The International Centre for Diarrhoeal Diseases Research, Bangladesh, estimated about 1,29,000 deaths in 2015 linked to diabetes. It is important to note that the lack of public awareness of diabetes in slums is having a negative impact on these people when, according to a 2015 study of the National Institute of Preventive and Social Medicine, 20.27 per cent urban people are overweight and 52.24 per cent are tobacco-users. Additionally, obesity entails the risk of diabetes 13 times as much as normal weight does. That more than a half of diabetes patients are not aware of the disease suggests that screening programme is still anything but satisfactory when it comes to slum people. As for hypertension, public health activists suggest that the social inequality and insufferable injustice that slum dwellers endure often result in hypertension, which in most cases leads to cardiovascular diseases. They, therefore, argue that a strictly treatment-oriented approach to control cardiovascular diseases may not bring the expected outcome unless prevention programmes are tied with economic development of slum people at the risk of non-communicable diseases. Cardiologists list tobacco use, sodium intake, high blood pressure, diabetes, obesity and air pollution as major causes of cardiovascular diseases. There is no denying that the risk factors are still rising in slums. It is, indeed, high time that the government seriously looked into the issues and overhauled its healthcare system with proper emphasis on effectively addressing concerns about the spread of non-communicable diseases in slums.

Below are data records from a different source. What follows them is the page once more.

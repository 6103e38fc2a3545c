//! Error types for bus discovery

use thiserror::Error;

/// Errors that can occur during discovery
#[derive(Debug, Error)]
pub enum DetectError {
    /// Failed to enumerate serial ports
    #[error("failed to enumerate ports: {0}")]
    EnumerationFailed(String),

    /// A CAN candidate could not be parsed
    #[error("invalid CAN candidate {0:?}, expected \"interface - channel\"")]
    InvalidCandidate(String),
}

It needs, under the circumstances, to review its healthcare facilities and redesign its public health programme reckoning with the epidemiological shift towards diabetes, cardiovascular ailments and other non-communicable diseases, with a special focus on slum dwellers. As air pollution has been recognised as one of the major contributing factors, the health ministry must collaborate with the environment ministry to improve air quality.